◊ Cuma günü vizyona girecek “Soygun Oyunu: Büyük Vurgun”da üç kafadarın polisiye macerasını izleyeceğiz. Sizin hayatınız film olsa aksiyon mu olurdu, romantik komedi mi?
– Kesin aksiyon! (Gülüyor)
◊ Peki kim çekerdi: Oynadığınız
“İstanbul Kırmızısı” filminin yönetmeni Ferzan Özpetek mi, “Arada”nın yönetmeni Mu Tunç mu?
– Aaa Ferzan olsun lütfen…

◊ Canlandırdığınız dizi karakterlerinden hangisinin tanınmanızda daha büyük etkisi oldu: “Ufak Tefek Cinayetler”deki ‘Edip’ mi, “Muhteşem Yüzyıl”daki ‘Sümbül Ağa’ mı?
– Çok büyük ihtimalle ‘Sümbül Ağa’mızın payı daha büyüktür.

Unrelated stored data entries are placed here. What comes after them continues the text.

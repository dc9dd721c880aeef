use std::fmt;
use std::mem;
use std::sync::Mutex;
use std::sync::atomic::{AtomicUsize, Ordering};

use foldhash::{HashMap, HashMapExt};

/// Largest block capacity the pool will retain for reuse. Larger blocks are still handed out on
/// demand but are dropped on recycle instead of being kept, so a single oversized lease does not
/// pin a large allocation for the rest of the process lifetime.
const MAX_POOLED_BLOCK_CAPACITY: usize = 1024 * 1024;

/// Upper bound on how many idle blocks one bucket retains. Recycled blocks beyond this are
/// dropped.
const MAX_BLOCKS_PER_BUCKET: usize = 16;

/// A thread-safe pool of contiguous storage blocks, bucketed by block capacity.
///
/// Blocks are `Box<[T]>` slices whose every slot holds a valid `T` (starting out as
/// [`Default::default()`]). A rented block has exactly the requested capacity. Ownership of a
/// block transfers fully to the renter on [`rent()`][1] and back to the pool on [`recycle()`][2];
/// the pool keeps no alias to blocks it has lent out.
///
/// # Recycling hygiene
///
/// If `T` owns resources (that is, [`mem::needs_drop`] reports `true`), every slot of a recycled
/// block is reset to its default value before the block is retained. Stale owned values from the
/// previous lease are dropped at recycle time and never become visible to a later renter. For
/// plain value types the wipe is skipped and slots retain arbitrary stale values, which the next
/// renter must treat as meaningless.
///
/// # Thread safety
///
/// The pool is fully thread-safe: any number of threads may rent and recycle concurrently. The
/// blocks themselves are single-owner; thread safety of a block's contents while rented is the
/// renter's concern.
///
/// # Example
///
/// ```rust
/// use bucket_pool::BucketPool;
///
/// let pool = BucketPool::<String>::new();
///
/// let mut block = pool.rent(4);
/// block[0] = "hello".to_string();
/// pool.recycle(block);
///
/// // The reused block comes back wiped because String owns heap memory.
/// let block = pool.rent(4);
/// assert!(block[0].is_empty());
/// ```
///
/// [1]: Self::rent
/// [2]: Self::recycle
pub struct BucketPool<T> {
    /// Idle blocks, keyed by exact block capacity.
    /// We use foldhash for better performance with small hash tables.
    buckets: Mutex<HashMap<usize, Vec<Box<[T]>>>>,

    /// How many blocks have been freshly allocated because no idle block of the right size
    /// was available.
    allocations: AtomicUsize,

    /// How many rents were served from an existing bucket without allocating.
    reuses: AtomicUsize,
}

impl<T> BucketPool<T> {
    /// Creates a new, empty pool.
    ///
    /// # Example
    ///
    /// ```rust
    /// use bucket_pool::BucketPool;
    ///
    /// let pool = BucketPool::<u32>::new();
    /// assert_eq!(pool.allocations(), 0);
    /// ```
    #[must_use]
    pub fn new() -> Self {
        Self {
            buckets: Mutex::new(HashMap::new()),
            allocations: AtomicUsize::new(0),
            reuses: AtomicUsize::new(0),
        }
    }

    /// The number of blocks that were freshly allocated because no idle block of the requested
    /// capacity was available.
    ///
    /// Monotonic over the pool's lifetime. Intended for tests and benchmarks that want to verify
    /// storage is actually being reused.
    #[must_use]
    pub fn allocations(&self) -> usize {
        self.allocations.load(Ordering::Relaxed)
    }

    /// The number of rents that were served from an existing bucket without allocating.
    ///
    /// Monotonic over the pool's lifetime.
    #[must_use]
    pub fn reuses(&self) -> usize {
        self.reuses.load(Ordering::Relaxed)
    }
}

impl<T: Default> BucketPool<T> {
    /// Rents a block of exactly `capacity` elements from the pool.
    ///
    /// The block is served from the matching bucket when one is idle there, otherwise freshly
    /// allocated with every slot set to `T::default()`. Ownership of the block transfers to the
    /// caller; hand it back with [`recycle()`](Self::recycle) when done.
    ///
    /// # Example
    ///
    /// ```rust
    /// use bucket_pool::BucketPool;
    ///
    /// let pool = BucketPool::<u8>::new();
    ///
    /// let block = pool.rent(64);
    /// assert_eq!(block.len(), 64);
    /// ```
    #[must_use]
    pub fn rent(&self, capacity: usize) -> Box<[T]> {
        let reused = self
            .buckets
            .lock()
            .expect("bucket map mutex is never poisoned because no pool code panics while holding it")
            .get_mut(&capacity)
            .and_then(Vec::pop);

        if let Some(block) = reused {
            self.reuses.fetch_add(1, Ordering::Relaxed);
            return block;
        }

        self.allocations.fetch_add(1, Ordering::Relaxed);
        (0..capacity).map(|_| T::default()).collect()
    }

    /// Returns a block to the pool for later reuse.
    ///
    /// If `T` owns resources, every slot is reset to its default value first, dropping any stale
    /// values from the lease that just ended. Blocks that are empty, oversized, or arrive at an
    /// already full bucket are dropped instead of retained.
    ///
    /// # Example
    ///
    /// ```rust
    /// use bucket_pool::BucketPool;
    ///
    /// let pool = BucketPool::<u8>::new();
    ///
    /// let block = pool.rent(64);
    /// pool.recycle(block);
    ///
    /// // Same size again - this rent is a bucket hit.
    /// let _block = pool.rent(64);
    /// assert_eq!(pool.reuses(), 1);
    /// ```
    pub fn recycle(&self, mut block: Box<[T]>) {
        if block.is_empty() || block.len() > MAX_POOLED_BLOCK_CAPACITY {
            return;
        }

        if mem::needs_drop::<T>() {
            for slot in &mut block {
                *slot = T::default();
            }
        }

        let mut buckets = self
            .buckets
            .lock()
            .expect("bucket map mutex is never poisoned because no pool code panics while holding it");

        let bucket = buckets.entry(block.len()).or_default();

        if bucket.len() < MAX_BLOCKS_PER_BUCKET {
            bucket.push(block);
        }
    }
}

impl<T> Default for BucketPool<T> {
    fn default() -> Self {
        Self::new()
    }
}

impl<T> fmt::Debug for BucketPool<T> {
    #[cfg_attr(test, mutants::skip)] // Diagnostic output only, mutation is meaningless.
    fn fmt(&self, f: &mut fmt::Formatter<'_>) -> fmt::Result {
        let bucket_count = self
            .buckets
            .lock()
            .map(|buckets| buckets.len())
            .unwrap_or_default();

        f.debug_struct("BucketPool")
            .field("buckets", &bucket_count)
            .field("allocations", &self.allocations())
            .field("reuses", &self.reuses())
            .finish()
    }
}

◊ “Othello”, “Vezir Parmağı”, “Destan”, “Rise of Empires: Ottoman”… Kariyerinizdeki tarihi yapımların ağırlığı… Tipinizden
dolayı mı, kaderin cilvesi mi?
– Kaderimde var galiba. N’apayım? (Gülüyor)
◊ Müzikle de ilgileniyorsunuz: Peki hangisinden daha çok keyif alıyorsunuz: Şarkı söylemek mi, mızıka çalmak mı?
– Şarkı söylemek tabii.
◊ Hangi tutkunuzdan vazgeçmek daha zor olurdu: Budokon mu, kitesurf mü?
– Kitesurf’ten vazgeçmek daha zor. Kite’sız olmaz.
◊ 25 yaşınıza dönmek mi, Dolmabahçe Sarayı’na sahip olmak mı?
– Şöyle bir düşününce… 25 yaşa dönmek daha iyi galiba.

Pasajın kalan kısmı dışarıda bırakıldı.